Benoît Mandelbrot discovered his ability to think about mathematics in images while working with the French Resistance during the Second World War, and is famous for his work on fractal geometry - the maths of the shapes found in nature.
There was an event there that was also a high point of my life. I was invited by Bell Labs to give a talk. I found upon arrival that very few people were there, but Pierce who was director of communications and several other people were there, together with their man who was had these models, and they asked me to present my work, which I did. This man at Bell who had had this hierarchy of levels of noisiness spoke up saying that you don't need all this fancy stuff, infinite means, infinite variances. "It's all very bad. I can do it with just hierarchy." And Pierce turned to him, and said with total scorn, "Yes, I know very well that you can represent the motion of the sun and planets around the earth by cycles, epicycles and so on.
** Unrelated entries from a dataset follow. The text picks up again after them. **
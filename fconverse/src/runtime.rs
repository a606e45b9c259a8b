//! Wiring helpers that assemble a ready-to-use [`ChatClient`].

use std::sync::Arc;

use crate::{
    ChatClient, ChatClientBuilder, ChatError, ConversationMemory, InMemoryConversationMemory,
    MemoryMiddleware, MetricsMiddleware, MetricsToolHooks, ModelOptions, ModelProvider,
    RecoverMiddleware, SafeToolHooks, TracingMiddleware,
};

fn base_builder(provider: Arc<dyn ModelProvider>, model: impl Into<String>) -> ChatClientBuilder {
    ChatClient::builder(provider)
        .default_options(ModelOptions::new(model))
        .call_middleware(RecoverMiddleware)
        .stream_middleware(RecoverMiddleware)
}

/// A client for `model` with panic recovery on both chains.
pub fn chat_client(
    provider: Arc<dyn ModelProvider>,
    model: impl Into<String>,
) -> Result<ChatClient, ChatError> {
    base_builder(provider, model).build()
}

/// Like [`chat_client`], with conversation memory backed by `store`.
pub fn chat_client_with_memory(
    provider: Arc<dyn ModelProvider>,
    model: impl Into<String>,
    store: Arc<dyn ConversationMemory>,
) -> Result<ChatClient, ChatError> {
    let memory = MemoryMiddleware::with_store(store);
    base_builder(provider, model)
        .call_middleware(memory.clone())
        .stream_middleware(memory)
        .build()
}

/// A memory-backed client that also emits tracing events and metrics for every model call
/// and tool execution.
pub fn observed_chat_client(
    provider: Arc<dyn ModelProvider>,
    model: impl Into<String>,
) -> Result<ChatClient, ChatError> {
    let memory = MemoryMiddleware::with_store(in_memory_store());
    base_builder(provider, model)
        .call_middleware(TracingMiddleware)
        .call_middleware(MetricsMiddleware)
        .call_middleware(memory.clone())
        .stream_middleware(TracingMiddleware)
        .stream_middleware(MetricsMiddleware)
        .stream_middleware(memory)
        .tool_hooks(Arc::new(SafeToolHooks::new(MetricsToolHooks)))
        .build()
}

pub fn in_memory_store() -> Arc<dyn ConversationMemory> {
    Arc::new(InMemoryConversationMemory::new())
}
He represents it by ellipses. He may be right," or "He is probably right," or "It is worth listening to," I forgot the exact words. But Pierce understood my point. Need I say that this made a revolution in communications? Yes and no. Yes, to the extent that the reason why these errors were obtained is that because of not knowing what to do, everybody was transmitting at a very high signal to noise ratio for very few errors. The errors are very few; therefore any error collecting system was on only say one thousandth of the time. If it was on it was overwhelmed, therefore error correction was impossible, therefore it became clear to Bell, to IBM and to everybody that this was very bad engineering, not on the basis of details but of a very bad tree to climb on. You should transmit at a very much lower signal to noise ratio, have many errors, and pay lots to correct them. So, this actually put the wolf away from my door for a long time, because everybody was aware of the fact that by having an understandable, clean, few parameters, short model, I allowed people to abandon a very bad technology in favour of a better one, which I did not develop, of course.
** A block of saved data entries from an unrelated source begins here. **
//! Conversation store contract and the in-memory reference store.
//!
//! ```rust
//! use fcommon::{CallContext, ConversationId};
//! use fmemory::{ConversationMemory, InMemoryConversationMemory};
//! use fprovider::Message;
//!
//! # tokio_test_block_on(async {
//! let store = InMemoryConversationMemory::new();
//! let ctx = CallContext::new();
//! let id = ConversationId::from("c-1");
//!
//! store.write(&ctx, &id, vec![Message::user("hi")]).await.expect("write");
//! let history = store.read(&ctx, &id).await.expect("read");
//! assert_eq!(history, vec![Message::user("hi")]);
//! # });
//! # fn tokio_test_block_on<F: std::future::Future>(future: F) -> F::Output {
//! #     tokio::runtime::Builder::new_current_thread().enable_all().build().unwrap().block_on(future)
//! # }
//! ```

use std::collections::HashMap;
use std::sync::RwLock;

use fcommon::{BoxFuture, CallContext, ConversationId};
use fprovider::Message;

use crate::MemoryError;

/// Append-only message history keyed by conversation.
pub trait ConversationMemory: Send + Sync {
    /// Returns the stored messages in write order, or an empty list for unknown ids.
    fn read<'a>(
        &'a self,
        ctx: &'a CallContext,
        conversation_id: &'a ConversationId,
    ) -> BoxFuture<'a, Result<Vec<Message>, MemoryError>>;

    fn write<'a>(
        &'a self,
        ctx: &'a CallContext,
        conversation_id: &'a ConversationId,
        messages: Vec<Message>,
    ) -> BoxFuture<'a, Result<(), MemoryError>>;

    fn clear<'a>(
        &'a self,
        ctx: &'a CallContext,
        conversation_id: &'a ConversationId,
    ) -> BoxFuture<'a, Result<(), MemoryError>>;
}

#[derive(Debug, Default)]
pub struct InMemoryConversationMemory {
    conversations: RwLock<HashMap<ConversationId, Vec<Message>>>,
}

impl InMemoryConversationMemory {
    pub fn new() -> Self {
        Self::default()
    }

    pub fn conversation_ids(&self) -> Result<Vec<ConversationId>, MemoryError> {
        let conversations = self
            .conversations
            .read()
            .map_err(|_| MemoryError::storage("conversation store lock poisoned"))?;

        let mut ids = conversations.keys().cloned().collect::<Vec<_>>();
        ids.sort();
        Ok(ids)
    }
}

impl ConversationMemory for InMemoryConversationMemory {
    fn read<'a>(
        &'a self,
        ctx: &'a CallContext,
        conversation_id: &'a ConversationId,
    ) -> BoxFuture<'a, Result<Vec<Message>, MemoryError>> {
        Box::pin(async move {
            ctx.check()?;
            let conversations = self
                .conversations
                .read()
                .map_err(|_| MemoryError::storage("conversation store lock poisoned"))?;

            Ok(conversations
                .get(conversation_id)
                .cloned()
                .unwrap_or_default())
        })
    }

    fn write<'a>(
        &'a self,
        ctx: &'a CallContext,
        conversation_id: &'a ConversationId,
        messages: Vec<Message>,
    ) -> BoxFuture<'a, Result<(), MemoryError>> {
        Box::pin(async move {
            ctx.check()?;
            let mut conversations = self
                .conversations
                .write()
                .map_err(|_| MemoryError::storage("conversation store lock poisoned"))?;

            conversations
                .entry(conversation_id.clone())
                .or_default()
                .extend(messages);
            Ok(())
        })
    }

    fn clear<'a>(
        &'a self,
        ctx: &'a CallContext,
        conversation_id: &'a ConversationId,
    ) -> BoxFuture<'a, Result<(), MemoryError>> {
        Box::pin(async move {
            ctx.check()?;
            let mut conversations = self
                .conversations
                .write()
                .map_err(|_| MemoryError::storage("conversation store lock poisoned"))?;

            conversations.remove(conversation_id);
            Ok(())
        })
    }
}

#[cfg(test)]
mod tests {
    use super::*;
    use crate::MemoryErrorKind;

    #[tokio::test]
    async fn writes_append_in_order_per_conversation() {
        let store = InMemoryConversationMemory::new();
        let ctx = CallContext::new();
        let first = ConversationId::from("b");
        let second = ConversationId::from("a");

        store
            .write(&ctx, &first, vec![Message::user("1")])
            .await
            .expect("write");
        store
            .write(
                &ctx,
                &first,
                vec![Message::assistant("2"), Message::user("3")],
            )
            .await
            .expect("write");
        store
            .write(&ctx, &second, vec![Message::user("other")])
            .await
            .expect("write");

        let history = store.read(&ctx, &first).await.expect("read");
        let texts = history.iter().map(Message::text).collect::<Vec<_>>();
        assert_eq!(texts, vec!["1", "2", "3"]);
        assert_eq!(
            store.conversation_ids().expect("ids"),
            vec![second.clone(), first.clone()]
        );

        store.clear(&ctx, &first).await.expect("clear");
        assert!(store.read(&ctx, &first).await.expect("read").is_empty());
    }

    #[tokio::test]
    async fn cancelled_context_aborts_store_operations() {
        let store = InMemoryConversationMemory::new();
        let ctx = CallContext::new();
        ctx.cancel();

        let error = store
            .write(&ctx, &ConversationId::from("c"), vec![Message::user("x")])
            .await
            .expect_err("cancelled");
        assert_eq!(error.kind, MemoryErrorKind::Other);
        assert!(error.context.is_some());
        assert!(store.conversation_ids().expect("ids").is_empty());
    }
}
Title: Results of work in errors of transmission
Listeners:
Bernard Sapoval
Daniel Zajdenweber
Bernard Sapoval is Research Director at C.N.R.S. Since 1983 his work has focused on the physics of fractals and irregular systems and structures and properties in general. The main themes are the fractal structure of diffusion fronts, the concept of percolation in a gradient, random walks in a probability gradient as a method to calculate the threshold of percolation in two dimensions, the concept of intercalation and invasion noise, observed, for example, in the absorbance of a liquid in a porous substance, prediction of the fractal dimension of certain corrosion figures, the possibility of increasing sharpness in fuzzy images by a numerical analysis using the concept of percolation in a gradient, calculation of the way a fractal model will respond to external stimulus and the correspondence between the electrochemical response of an irregular electrode and the absorbance of a membrane of the same geometry.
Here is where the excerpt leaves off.